(This essay was published in South China Morning Post on 19 November 2014.)

 

The views of some of the student leaders of the occupation movement and the pan-democrat politicians in Hong Kong are quite similar to the commentaries found in rich developed nations.

 

For example, as in Hong Kong, the Occupy Wall Street movement bemoaned rising inequality, the growth of government-business cronyism, and the inability of the political system to arrest these developments and correct them.

 

Many pan-democrats and occupation supporters here believe that at the very minimum, a more democratic political system in Hong Kong will be better able to tackle these social ailments.

 

It is not difficult to understand the source of these sentiments. In both the U.S. and Hong Kong, labor productivity has continued to rise over time but real median household incomes have become stagnant (see Figures 1 and 2).

 

 

This phenomenon leads to rising economic inequality and sinking middle income classes over time. There are multiple causes behind it.

 

First, technological change has created demand for highly skilled manpower. This has increased wage gaps between the more educated and lesser educated workers.

 

Second, investments in education have lagged behind the demand for skilled manpower, exacerbating the shortage of this labor.

 

Third, highly regulated schooling systems and the unionization of teachers have stunted incentives to innovate in schools, making learning less effective, especially for underprivileged students. In Hong Kong, there has been barely any growth in tertiary education investments since the 1990s.

 

Fourth, rising divorce rates have negatively impacted the learning and work habits of children. Hong Kong’s divorce rates are among the top ten in the world. The situation is particularly severe among low-income classes living in public housing estates.

 

Fifth, high-income families invest heavily in their children at very early ages, giving them cognitive, learning and health advantages for a lifetime of competition.

 

Sixth, the rich income classes are able to invest in financial and physical assets that preserve and enhance their wealth. Property prices in Hong Kong have risen enormously in the past two decades, creating sharp inequalities between those who own property and benefit from higher prices, and those who do not.

 

Seventh, politics in the rich and developed nations have not alleviated these problems because the time horizons of politicians in democratic societies are often too short to formulate and implement significant policies, and most societies in the West are configured to make state governing institutions weak.

 

This has left a legacy in which the governance systems of rich developed nations are unable to arrest rising inequality, halt growing government-business cronyism, overcome the tyranny of minorities, or end political gridlock. Society is beset with growing distrust and remains in the grip of well-organized narrow special interests that are not limited to business alone.

 

An increasing number of scholars and intellectuals in the West have been reexamining their own political democracies in search of a fix. They remain committed to liberal democracy and the principles of equality and fairness, but they also accept that their democratic systems have deep flaws.

 

Hong Kong does not yet have democracy.
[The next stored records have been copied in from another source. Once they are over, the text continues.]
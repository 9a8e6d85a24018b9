//! Timing checks on the paused tokio clock.
//!
//! Parallel groups interleave on one thread, so N equal sleeps take about
//! one sleep; series groups take their sum.

use std::time::Duration;

use tokio::time::Instant;

use buildrig::orchestration::{parallel, series};

use crate::fixtures::{timed_task, Journal, RunHarness};

const SLEEP_MS: u64 = 100;
const WIDTH: usize = 50;

fn names(prefix: &str) -> Vec<&'static str> {
    (0..WIDTH)
        .map(|i| -> &'static str { Box::leak(format!("{}{}", prefix, i).into_boxed_str()) })
        .collect()
}

/// Given 50 tasks that each sleep 100ms
/// When they run in parallel
/// Then the group takes about 100ms, not 5s
#[tokio::test(start_paused = true)]
async fn test_parallel_sleeps_overlap() {
    let journal = Journal::new();
    let group = parallel(
        names("p")
            .into_iter()
            .map(|name| timed_task(name, &journal, SLEEP_MS))
            .collect::<Vec<_>>(),
    );

    let start = Instant::now();
    let outcome = RunHarness::new().runner.run(&group).await;
    let elapsed = start.elapsed();

    assert!(outcome.is_success());
    assert_eq!(journal.finished().len(), WIDTH);
    assert!(elapsed >= Duration::from_millis(SLEEP_MS));
    assert!(elapsed < Duration::from_millis(SLEEP_MS * 2), "took {:?}", elapsed);
}

/// Series of the same tasks takes the sum of the sleeps
#[tokio::test(start_paused = true)]
async fn test_series_sleeps_add_up() {
    let journal = Journal::new();
    let group = series(
        names("s")
            .into_iter()
            .take(5)
            .map(|name| timed_task(name, &journal, SLEEP_MS))
            .collect::<Vec<_>>(),
    );

    let start = Instant::now();
    RunHarness::new().runner.run(&group).await;
    let elapsed = start.elapsed();

    assert!(elapsed >= Duration::from_millis(SLEEP_MS * 5));
    assert!(elapsed < Duration::from_millis(SLEEP_MS * 6), "took {:?}", elapsed);
}

/// A series of parallel stages takes the sum of each stage's longest task
#[tokio::test(start_paused = true)]
async fn test_staged_pipeline_timing() {
    let journal = Journal::new();
    let pipeline = series(vec![
        parallel(vec![timed_task("a1", &journal, 50), timed_task("a2", &journal, 150)]),
        parallel(vec![timed_task("b1", &journal, 200), timed_task("b2", &journal, 10)]),
    ]);

    let start = Instant::now();
    RunHarness::new().runner.run(&pipeline).await;
    let elapsed = start.elapsed();

    assert!(elapsed >= Duration::from_millis(350));
    assert!(elapsed < Duration::from_millis(400), "took {:?}", elapsed);
}
//! PubMed via NCBI E-utilities.
//!
//! Searching is two requests: `esearch` resolves the query to PMIDs, then
//! `efetch` returns the full article XML for those ids. A query with no
//! PMIDs never reaches `efetch`.

use std::time::Duration;

use super::{
    collapse_whitespace, http_client, normalize_doi, page_window, send_checked,
    synthetic_id, text_or, Paper, PaperSource, Source, SourceError, NO_ABSTRACT, NO_TITLE,
    UNKNOWN_JOURNAL, USER_AGENT,
};
use crate::search::SearchFilters;
use async_trait::async_trait;
use quick_xml::events::{BytesStart, Event};
use quick_xml::Reader;
use serde::Deserialize;

const BASE_URL: &str = "https://eutils.ncbi.nlm.nih.gov/entrez/eutils";
const MAX_RETMAX: u32 = 200;

pub struct PubMedClient {
    client: reqwest::Client,
    base_url: String,
}

impl PubMedClient {
    pub fn new(timeout: Duration) -> Self {
        Self {
            client: http_client(USER_AGENT, timeout),
            base_url: BASE_URL.to_string(),
        }
    }

    pub fn with_base_url(mut self, base_url: impl Into<String>) -> Self {
        self.base_url = base_url.into();
        self
    }

    async fn search_ids(&self, query: &str, filters: &SearchFilters) -> Result<Vec<String>, SourceError> {
        let (retmax, retstart) = page_window(filters, MAX_RETMAX);
        let req = self.client.get(format!("{}/esearch.fcgi", self.base_url)).query(&[
            ("db", "pubmed".to_string()),
            ("term", query.to_string()),
            ("retmax", retmax.to_string()),
            ("retstart", retstart.to_string()),
            ("retmode", "json".to_string()),
            ("sort", "relevance".to_string()),
        ]);
        let body = send_checked(req).await?.text().await?;
        parse_search_ids(&body)
    }

    async fn fetch_records(&self, ids: &[String]) -> Result<Vec<Paper>, SourceError> {
        let req = self.client.get(format!("{}/efetch.fcgi", self.base_url)).query(&[
            ("db", "pubmed".to_string()),
            ("id", ids.join(",")),
            ("retmode", "xml".to_string()),
        ]);
        let body = send_checked(req).await?.text().await?;
        parse_articles(&body)
    }
}

#[derive(Deserialize)]
struct ESearchResponse {
    esearchresult: ESearchResult,
}
#[derive(Deserialize)]
struct ESearchResult {
    #[serde(default)]
    idlist: Vec<String>,
    #[serde(rename = "ERROR")]
    error: Option<String>,
}

pub fn parse_search_ids(body: &str) -> Result<Vec<String>, SourceError> {
    let resp: ESearchResponse = serde_json::from_str(body)?;
    if let Some(err) = resp.esearchresult.error {
        return Err(SourceError::Api(err));
    }
    Ok(resp.esearchresult.idlist)
}

#[async_trait]
impl PaperSource for PubMedClient {
    fn source(&self) -> Source {
        Source::PubMed
    }

    async fn fetch(&self, query: &str, filters: &SearchFilters) -> Result<Vec<Paper>, SourceError> {
        let ids = self.search_ids(query, filters).await?;
        if ids.is_empty() {
            return Ok(Vec::new());
        }
        tracing::debug!("PubMed: fetching {} records", ids.len());
        self.fetch_records(&ids).await
    }
}

fn month_number(raw: &str) -> Option<u32> {
    let raw = raw.trim();
    if let Ok(n) = raw.parse::<u32>() {
        return (1..=12).contains(&n).then_some(n);
    }
    const MONTHS: [&str; 12] = [
        "jan", "feb", "mar", "apr", "may", "jun", "jul", "aug", "sep", "oct", "nov", "dec",
    ];
    let head = raw.get(..3)?.to_lowercase();
    MONTHS.iter().position(|m| *m == head).map(|i| i as u32 + 1)
}

#[derive(Default)]
struct PubDate {
    year: String,
    month: String,
    day: String,
    medline: String,
}

impl PubDate {
    /// `YYYY-MM-DD` with missing month/day as `01`; `MedlineDate` ("2019 Nov-Dec")
    /// is used when there is no `Year`.
    fn format(&self) -> String {
        let (year, month) = if !self.year.trim().is_empty() {
            (self.year.trim().to_string(), self.month.clone())
        } else {
            let mut parts = self.medline.split_whitespace();
            (
                parts.next().unwrap_or_default().chars().take(4).collect(),
                parts.next().unwrap_or_default().to_string(),
            )
        };
        if year.len() != 4 || !year.chars().all(|c| c.is_ascii_digit()) {
            return String::new();
        }
        let month = month_number(&month).unwrap_or(1);
        let day = self
            .day
            .trim()
            .parse::<u32>()
            .ok()
            .filter(|d| (1..=31).contains(d))
            .unwrap_or(1);
        format!("{}-{:02}-{:02}", year, month, day)
    }
}

#[derive(Default)]
struct ArticleFields {
    pmid: String,
    title: String,
    abstract_parts: Vec<String>,
    authors: Vec<String>,
    last_name: String,
    fore_name: String,
    collective_name: String,
    journal: String,
    date: PubDate,
    doi: String,
    elocation_doi: String,
    mesh: Vec<String>,
}

impl ArticleFields {
    fn into_paper(self) -> Paper {
        let pmid = self.pmid.trim().to_string();
        let id = if pmid.is_empty() {
            synthetic_id(Source::PubMed, &self.title)
        } else {
            format!("pubmed_{}", pmid)
        };
        let mut paper = Paper::new(id, Source::PubMed);
        paper.title = text_or(Some(&self.title), NO_TITLE);
        paper.abstract_text = text_or(Some(&self.abstract_parts.join(" ")), NO_ABSTRACT);
        paper.authors = self.authors;
        paper.published_date = self.date.format();
        paper.journal = text_or(Some(&self.journal), UNKNOWN_JOURNAL);
        paper.doi = normalize_doi(&self.doi).or_else(|| normalize_doi(&self.elocation_doi));
        paper.url = (!pmid.is_empty()).then(|| format!("https://pubmed.ncbi.nlm.nih.gov/{}/", pmid));
        paper.categories = self.mesh.into_iter().collect();
        paper
    }

    fn finish_author(&mut self) {
        let name = if self.collective_name.trim().is_empty() {
            collapse_whitespace(&format!("{} {}", self.fore_name, self.last_name))
        } else {
            collapse_whitespace(&self.collective_name)
        };
        if !name.is_empty() {
            self.authors.push(name);
        }
        self.last_name.clear();
        self.fore_name.clear();
        self.collective_name.clear();
    }
}

fn has_attr(e: &BytesStart<'_>, name: &[u8], value: &str) -> bool {
    e.attributes()
        .flatten()
        .any(|a| a.key.as_ref() == name && String::from_utf8_lossy(&a.value).eq_ignore_ascii_case(value))
}

/// Where the current text node goes, decided from the open-element path.
#[derive(Clone, Copy, PartialEq)]
enum Target {
    Pmid,
    Title,
    Abstract,
    LastName,
    ForeName,
    CollectiveName,
    Journal,
    Year,
    Month,
    Day,
    MedlineDate,
    Doi,
    ELocationDoi,
    Mesh,
    Ignore,
}

fn target_for(path: &[String], doi_id: bool, doi_eloc: bool) -> Target {
    let within = |name: &str| path.iter().any(|p| p == name);
    let Some(leaf) = path.last().map(String::as_str) else {
        return Target::Ignore;
    };
    let parent = path.len().checked_sub(2).map(|i| path[i].as_str());
    let grandparent = path.len().checked_sub(3).map(|i| path[i].as_str());

    if within("ArticleTitle") {
        return Target::Title;
    }
    if within("AbstractText") {
        return Target::Abstract;
    }
    match (parent, leaf) {
        (Some("MedlineCitation"), "PMID") => Target::Pmid,
        (Some("Author"), "LastName") => Target::LastName,
        (Some("Author"), "ForeName") => Target::ForeName,
        (Some("Author"), "CollectiveName") => Target::CollectiveName,
        (Some("Journal"), "Title") => Target::Journal,
        (Some("PubDate"), "Year") if within("JournalIssue") => Target::Year,
        (Some("PubDate"), "Month") if within("JournalIssue") => Target::Month,
        (Some("PubDate"), "Day") if within("JournalIssue") => Target::Day,
        (Some("PubDate"), "MedlineDate") if within("JournalIssue") => Target::MedlineDate,
        // Only the article's own id list; ReferenceList entries carry cited DOIs.
        (Some("ArticleIdList"), "ArticleId") if doi_id && grandparent == Some("PubmedData") => Target::Doi,
        (Some("Article"), "ELocationID") if doi_eloc => Target::ELocationDoi,
        (Some("MeshHeading"), "DescriptorName") => Target::Mesh,
        _ => Target::Ignore,
    }
}

/// Parse an `efetch` `PubmedArticleSet` document.
pub fn parse_articles(xml: &str) -> Result<Vec<Paper>, SourceError> {
    let mut reader = Reader::from_str(xml);
    let mut papers = Vec::new();
    let mut path: Vec<String> = Vec::new();
    let mut article: Option<ArticleFields> = None;
    let mut doi_id = false;
    let mut doi_eloc = false;
    let mut buf = Vec::new();

    loop {
        match reader.read_event_into(&mut buf) {
            Ok(Event::Start(e)) => {
                let tag = String::from_utf8_lossy(e.name().as_ref()).to_string();
                match tag.as_str() {
                    "PubmedArticle" => article = Some(ArticleFields::default()),
                    "AbstractText" if !path.iter().any(|p| p == "AbstractText") => {
                        if let Some(fields) = article.as_mut() {
                            fields.abstract_parts.push(String::new());
                        }
                    }
                    "ArticleId" => doi_id = has_attr(&e, b"IdType", "doi"),
                    "ELocationID" => doi_eloc = has_attr(&e, b"EIdType", "doi"),
                    _ => {}
                }
                path.push(tag);
            }
            Ok(Event::Text(e)) => {
                if let Some(fields) = article.as_mut() {
                    let text = e.unescape().unwrap_or_default();
                    match target_for(&path, doi_id, doi_eloc) {
                        Target::Pmid => fields.pmid.push_str(&text),
                        Target::Title => fields.title.push_str(&text),
                        Target::Abstract => {
                            if let Some(last) = fields.abstract_parts.last_mut() {
                                last.push_str(&text);
                            }
                        }
                        Target::LastName => fields.last_name.push_str(&text),
                        Target::ForeName => fields.fore_name.push_str(&text),
                        Target::CollectiveName => fields.collective_name.push_str(&text),
                        Target::Journal => fields.journal.push_str(&text),
                        Target::Year => fields.date.year.push_str(&text),
                        Target::Month => fields.date.month.push_str(&text),
                        Target::Day => fields.date.day.push_str(&text),
                        Target::MedlineDate => fields.date.medline.push_str(&text),
                        Target::Doi => fields.doi.push_str(&text),
                        Target::ELocationDoi => fields.elocation_doi.push_str(&text),
                        Target::Mesh => {
                            let term = collapse_whitespace(&text);
                            if !term.is_empty() {
                                fields.mesh.push(term);
                            }
                        }
                        Target::Ignore => {}
                    }
                }
            }
            Ok(Event::End(e)) => {
                let tag = String::from_utf8_lossy(e.name().as_ref()).to_string();
                path.pop();
                match tag.as_str() {
                    "PubmedArticle" => {
                        if let Some(fields) = article.take() {
                            papers.push(fields.into_paper());
                        }
                    }
                    "Author" => {
                        if let Some(fields) = article.as_mut() {
                            fields.finish_author();
                        }
                    }
                    "ArticleId" => doi_id = false,
                    "ELocationID" => doi_eloc = false,
                    _ => {}
                }
            }
            Ok(Event::Eof) => break,
            Err(e) => return Err(SourceError::Parse(format!("XML parse error: {}", e))),
            _ => {}
        }

        buf.clear();
    }
    Ok(papers)
}
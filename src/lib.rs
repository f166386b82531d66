//! Federated academic paper search: concurrent fan-out to six catalogs,
//! merged, deduplicated, filtered, ranked and optionally enriched.

pub mod apis;
pub mod config;
pub mod enrich;
pub mod error;
pub mod export;
pub mod rate_limit;
pub mod scoring;
pub mod search;
pub mod store;

pub use apis::{Paper, PaperSource, Source, SourceError, SourceOutcome};
pub use config::Config;
pub use enrich::{AuthorRegistry, CitationLookup, Enricher, EnrichmentPolicy};
pub use error::{EnrichmentError, SearchError};
pub use search::{SearchEngine, SearchFilters, SearchReport, SearchRun, SortKey, SourceSelection};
But if American, European and Japanese democracies have not resolved their social ailments, why expect a similar form of democracy to solve the same ailments here? Hong Kong’s problems need more than a political solution.

 

I am not questioning the superiority of democracy, but as a political arrangement for safeguarding and promoting competing public interests, there is much room for improvement. As Winston Churchill famously said in 1947, “Democracy is the worst form of government, except for all those other forms that have been tried from time to time.”

 

If we fail to end political gridlock, then Hong Kong will not arrive at democracy through compromise and rational discourse. Democracy will not be attained through peaceful means. Violence certainly will not bring democracy; it can only bring tyranny.